What you need to do
Could you return the lines below exactly, from the first line up to and including the line that holds "the pipeline emits."?
++++
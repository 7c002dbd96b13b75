//! Logging setup for applications embedding the pipeline.
//!
//! The pipeline itself only emits `tracing` events: `debug!` per binder and
//! negotiation decision, `trace!` per bound parameter, `warn!` for malformed
//! multipart bodies, `error!` for failed requests. [`LogConfig`] installs a
//! subscriber that prints them.
//!
//! ```no_run
//! use bindery_core::logging::*;
//!
//! let _guard = LogConfig::new()
//!     .level(LogLevel::Debug)
//!     .format(LogFormat::Compact)
//!     .init()
//!     .expect("logging already initialized");
//!
//! info!("pipeline ready");
//! ```

use serde::Deserialize;
use std::io;
use std::str::FromStr;
use thiserror::Error;
use tracing::Level;
use tracing_appender::non_blocking::WorkerGuard;
use tracing_subscriber::{
    EnvFilter,
    fmt::{self, format::FmtSpan},
    layer::SubscriberExt,
    util::SubscriberInitExt,
};

pub use tracing::{debug, error, info, trace, warn};

/// Target prefix of every event the pipeline emits.
pub const PIPELINE_TARGET: &str = "bindery_core";

/// Failure to install the global subscriber.
#[derive(Error, Debug)]
pub enum LoggingError {
    #[error("invalid log filter '{filter}': {message}")]
    InvalidFilter { filter: String, message: String },

    #[error("failed to open log file '{path}': {source}")]
    OpenFile {
        path: String,
        #[source]
        source: io::Error,
    },

    #[error("a global tracing subscriber is already installed")]
    AlreadyInitialized,
}

/// Log level for filtering messages
#[derive(Debug, Clone, Copy, PartialEq, Eq, Deserialize)]
#[serde(rename_all = "lowercase")]
pub enum LogLevel {
    Trace,
    Debug,
    Info,
    Warn,
    Error,
}

impl LogLevel {
    pub fn to_tracing_level(&self) -> Level {
        match self {
            LogLevel::Trace => Level::TRACE,
            LogLevel::Debug => Level::DEBUG,
            LogLevel::Info => Level::INFO,
            LogLevel::Warn => Level::WARN,
            LogLevel::Error => Level::ERROR,
        }
    }

    pub fn as_str(&self) -> &'static str {
        match self {
            LogLevel::Trace => "trace",
            LogLevel::Debug => "debug",
            LogLevel::Info => "info",
            LogLevel::Warn => "warn",
            LogLevel::Error => "error",
        }
    }
}

impl FromStr for LogLevel {
    type Err = String;

    fn from_str(s: &str) -> Result<Self, Self::Err> {
        match s.trim().to_ascii_lowercase().as_str() {
            "trace" => Ok(LogLevel::Trace),
            "debug" => Ok(LogLevel::Debug),
            "info" => Ok(LogLevel::Info),
            "warn" | "warning" => Ok(LogLevel::Warn),
            "error" => Ok(LogLevel::Error),
            other => Err(format!("unknown log level '{}'", other)),
        }
    }
}

/// Output format for log lines
#[derive(Debug, Clone, Copy, PartialEq, Eq, Deserialize)]
#[serde(rename_all = "lowercase")]
pub enum LogFormat {
    /// Structured, one JSON object per event (default)
    Json,
    Plain,
    /// Multi-line, for development
    Pretty,
    Compact,
}

/// Where log lines go
#[derive(Debug, Clone, PartialEq, Eq)]
pub enum LogOutput {
    Stdout,
    Stderr,
    File(String),
    RollingFile {
        directory: String,
        prefix: String,
        rotation: Rotation,
    },
}

/// File rotation strategy
#[derive(Debug, Clone, Copy, PartialEq, Eq)]
pub enum Rotation {
    Minutely,
    Hourly,
    Daily,
    Never,
}

impl Rotation {
    fn to_tracing_rotation(self) -> tracing_appender::rolling::Rotation {
        match self {
            Rotation::Minutely => tracing_appender::rolling::Rotation::MINUTELY,
            Rotation::Hourly => tracing_appender::rolling::Rotation::HOURLY,
            Rotation::Daily => tracing_appender::rolling::Rotation::DAILY,
            Rotation::Never => tracing_appender::rolling::Rotation::NEVER,
        }
    }
}

/// Subscriber configuration.
///
/// Without an explicit filter, `RUST_LOG` wins; otherwise everything is
/// logged at `level`, with the pipeline's own events at `pipeline_level`.
#[derive(Debug, Clone)]
pub struct LogConfig {
    pub level: LogLevel,
    /// Level for events emitted by this crate.
    pub pipeline_level: Option<LogLevel>,
    pub format: LogFormat,
    pub output: LogOutput,
    pub thread_ids: bool,
    pub targets: bool,
    pub file_line: bool,
    pub spans: bool,
    pub colors: bool,
    /// Filter directives, e.g. `"bindery_core=trace,info"`.
    pub env_filter: Option<String>,
}

impl LogConfig {
    pub fn new() -> Self {
        Self::default()
    }

    pub fn level(mut self, level: LogLevel) -> Self {
        self.level = level;
        self
    }

    /// Log the binding and negotiation pipeline at a different level.
    pub fn pipeline_level(mut self, level: LogLevel) -> Self {
        self.pipeline_level = Some(level);
        self
    }

    pub fn format(mut self, format: LogFormat) -> Self {
        self.format = format;
        self
    }

    pub fn output(mut self, output: LogOutput) -> Self {
        self.output = output;
        self
    }

    pub fn with_thread_ids(mut self, enable: bool) -> Self {
        self.thread_ids = enable;
        self
    }

    pub fn with_targets(mut self, enable: bool) -> Self {
        self.targets = enable;
        self
    }

    pub fn with_file_line(mut self, enable: bool) -> Self {
        self.file_line = enable;
        self
    }

    pub fn with_spans(mut self, enable: bool) -> Self {
        self.spans = enable;
        self
    }

    pub fn with_colors(mut self, enable: bool) -> Self {
        self.colors = enable;
        self
    }

    pub fn with_env_filter(mut self, filter: impl Into<String>) -> Self {
        self.env_filter = Some(filter.into());
        self
    }

    /// Filter directives derived from `level` and `pipeline_level`.
    ///
    /// ```
    /// use bindery_core::logging::{LogConfig, LogLevel};
    ///
    /// let config = LogConfig::new().level(LogLevel::Warn).pipeline_level(LogLevel::Trace);
    /// assert_eq!(config.directives(), "warn,bindery_core=trace");
    /// ```
    pub fn directives(&self) -> String {
        match self.pipeline_level {
            Some(pipeline) => format!("{},{}={}", self.level.as_str(), PIPELINE_TARGET, pipeline.as_str()),
            None => self.level.as_str().to_string(),
        }
    }

    fn filter(&self) -> Result<EnvFilter, LoggingError> {
        match &self.env_filter {
            Some(filter) => EnvFilter::try_new(filter).map_err(|e| LoggingError::InvalidFilter {
                filter: filter.clone(),
                message: e.to_string(),
            }),
            None => Ok(EnvFilter::try_from_default_env().unwrap_or_else(|_| EnvFilter::new(self.directives()))),
        }
    }

    /// Install the global subscriber.
    ///
    /// Keep the returned guard alive; dropping it flushes buffered lines.
    pub fn init(self) -> Result<WorkerGuard, LoggingError> {
        let filter = self.filter()?;
        let (writer, guard) = match &self.output {
            LogOutput::Stdout => tracing_appender::non_blocking(io::stdout()),
            LogOutput::Stderr => tracing_appender::non_blocking(io::stderr()),
            LogOutput::File(path) => {
                let file = std::fs::OpenOptions::new()
                    .create(true)
                    .append(true)
                    .open(path)
                    .map_err(|source| LoggingError::OpenFile {
                        path: path.clone(),
                        source,
                    })?;
                tracing_appender::non_blocking(file)
            }
            LogOutput::RollingFile {
                directory,
                prefix,
                rotation,
            } => tracing_appender::non_blocking(tracing_appender::rolling::RollingFileAppender::new(
                rotation.to_tracing_rotation(),
                directory,
                prefix,
            )),
        };

        self.install(writer, filter)?;
        Ok(guard)
    }

    fn install<W>(&self, writer: W, filter: EnvFilter) -> Result<(), LoggingError>
    where
        W: for<'a> tracing_subscriber::fmt::MakeWriter<'a> + Send + Sync + 'static,
    {
        let span_events = if self.spans { FmtSpan::CLOSE } else { FmtSpan::NONE };
        let registry = tracing_subscriber::registry().with(filter);

        let installed = match self.format {
            LogFormat::Json => registry
                .with(
                    fmt::layer()
                        .json()
                        .with_writer(writer)
                        .with_current_span(self.spans)
                        .with_span_list(self.spans)
                        .with_target(self.targets)
                        .with_thread_ids(self.thread_ids)
                        .with_file(self.file_line)
                        .with_line_number(self.file_line)
                        .with_span_events(span_events),
                )
                .try_init(),
            LogFormat::Plain => registry
                .with(
                    fmt::layer()
                        .with_writer(writer)
                        .with_target(self.targets)
                        .with_thread_ids(self.thread_ids)
                        .with_file(self.file_line)
                        .with_line_number(self.file_line)
                        .with_ansi(self.colors)
                        .with_span_events(span_events),
                )
                .try_init(),
            LogFormat::Pretty => registry
                .with(
                    fmt::layer()
                        .pretty()
                        .with_writer(writer)
                        .with_target(self.targets)
                        .with_thread_ids(self.thread_ids)
                        .with_file(self.file_line)
                        .with_line_number(self.file_line)
                        .with_ansi(self.colors)
                        .with_span_events(span_events),
                )
                .try_init(),
            LogFormat::Compact => registry
                .with(
                    fmt::layer()
                        .compact()
                        .with_writer(writer)
                        .with_target(self.targets)
                        .with_thread_ids(self.thread_ids)
                        .with_ansi(self.colors)
                        .with_span_events(span_events),
                )
                .try_init(),
        };
        installed.map_err(|_| LoggingError::AlreadyInitialized)
    }
}

impl Default for LogConfig {
    /// JSON to stdout at `info`.
    fn default() -> Self {
        Self {
            level: LogLevel::Info,
            pipeline_level: None,
            format: LogFormat::Json,
            output: LogOutput::Stdout,
            thread_ids: false,
            targets: true,
            file_line: false,
            spans: false,
            colors: false,
            env_filter: None,
        }
    }
}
++++
Task solution
repository 7c002dbd96b13b75
//! Logging setup for applications embedding the pipeline.
//!
//! The pipeline itself only emits `tracing` events: `debug!` per binder and
//! negotiation decision, `trace!` per bound parameter, `warn!` for malformed
//! multipart bodies, `error!` for failed requests. [`LogConfig`] installs a
//! subscriber that prints them.
//!
//! ```no_run
//! use bindery_core::logging::*;
//!
//! let _guard = LogConfig::new()
//!     .level(LogLevel::Debug)
//!     .format(LogFormat::Compact)
//!     .init()
//!     .expect("logging already initialized");
//!
//! info!("pipeline ready");
//! ```

use serde::Deserialize;
use std::io;
use std::str::FromStr;
use thiserror::Error;
use tracing::Level;
use tracing_appender::non_blocking::WorkerGuard;
use tracing_subscriber::{
    EnvFilter,
    fmt::{self, format::FmtSpan},
    layer::SubscriberExt,
    util::SubscriberInitExt,
};

pub use tracing::{debug, error, info, trace, warn};

/// Target prefix of every event the pipeline emits.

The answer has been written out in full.